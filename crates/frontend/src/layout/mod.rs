pub mod sidebar;

use leptos::prelude::*;

use sidebar::Sidebar;

/// Application frame: fixed sidebar navigation plus the routed page area.
#[component]
pub fn Shell(children: Children) -> impl IntoView {
    view! {
        <div class="shell">
            <Sidebar />
            <main class="shell__content">{children()}</main>
        </div>
    }
}
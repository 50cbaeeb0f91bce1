use contracts::domain::staff::Staff;
use leptos::prelude::*;

use crate::shared::dates::format_date;

fn detail(label: &'static str, value: String) -> impl IntoView {
    let display = if value.trim().is_empty() {
        "N/A".to_string()
    } else {
        value
    };
    view! {
        <div class="details__row">
            <span class="details__label">{label}</span>
            <span class="details__value">{display}</span>
        </div>
    }
}

#[component]
pub fn StaffDetails(#[prop(into)] staff: Signal<Option<Staff>>) -> impl IntoView {
    view! {
        {move || staff.get().map(|staff| view! {
            <div class="details">
                {(!staff.profile_image_url.is_empty()).then(|| view! {
                    <img
                        class="details__image"
                        src=staff.profile_image_url.clone()
                        alt=staff.full_name()
                    />
                })}
                {detail("Staff ID", staff.staff_id.clone())}
                {detail("Name", staff.full_name())}
                {detail("Email", staff.email.clone())}
                {detail("Phone", staff.phone.clone())}
                {detail("Designation", staff.designation.clone())}
                {detail("Department", staff.department.clone())}
                {detail("Joined Date", format_date(&staff.joined_date))}
                {detail("Resigned Date", format_date(&staff.resigned_date))}
                {detail("Status", staff.status.clone())}
                {detail("Note", staff.note.clone())}
                {detail(
                    "Created",
                    staff.created_at.as_deref().map(format_date).unwrap_or_else(|| "N/A".to_string()),
                )}
                {detail(
                    "Updated",
                    staff.updated_at.as_deref().map(format_date).unwrap_or_else(|| "N/A".to_string()),
                )}
            </div>
        })}
    }
}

PROBLEM REQUIREMENTS
Which lines above run from the one containing "pub fn Shell(children: Children)" to the one containing "fn detail(label: &'static"? Give them again exactly, both ends included.

EXERCISE SOLUTION
pub fn Shell(children: Children) -> impl IntoView {
    view! {
        <div class="shell">
            <Sidebar />
            <main class="shell__content">{children()}</main>
        </div>
    }
}
repository 50cbaeeb0f91bce1
use contracts::domain::staff::Staff;
use leptos::prelude::*;

use crate::shared::dates::format_date;

fn detail(label: &'static str, value: String) -> impl IntoView {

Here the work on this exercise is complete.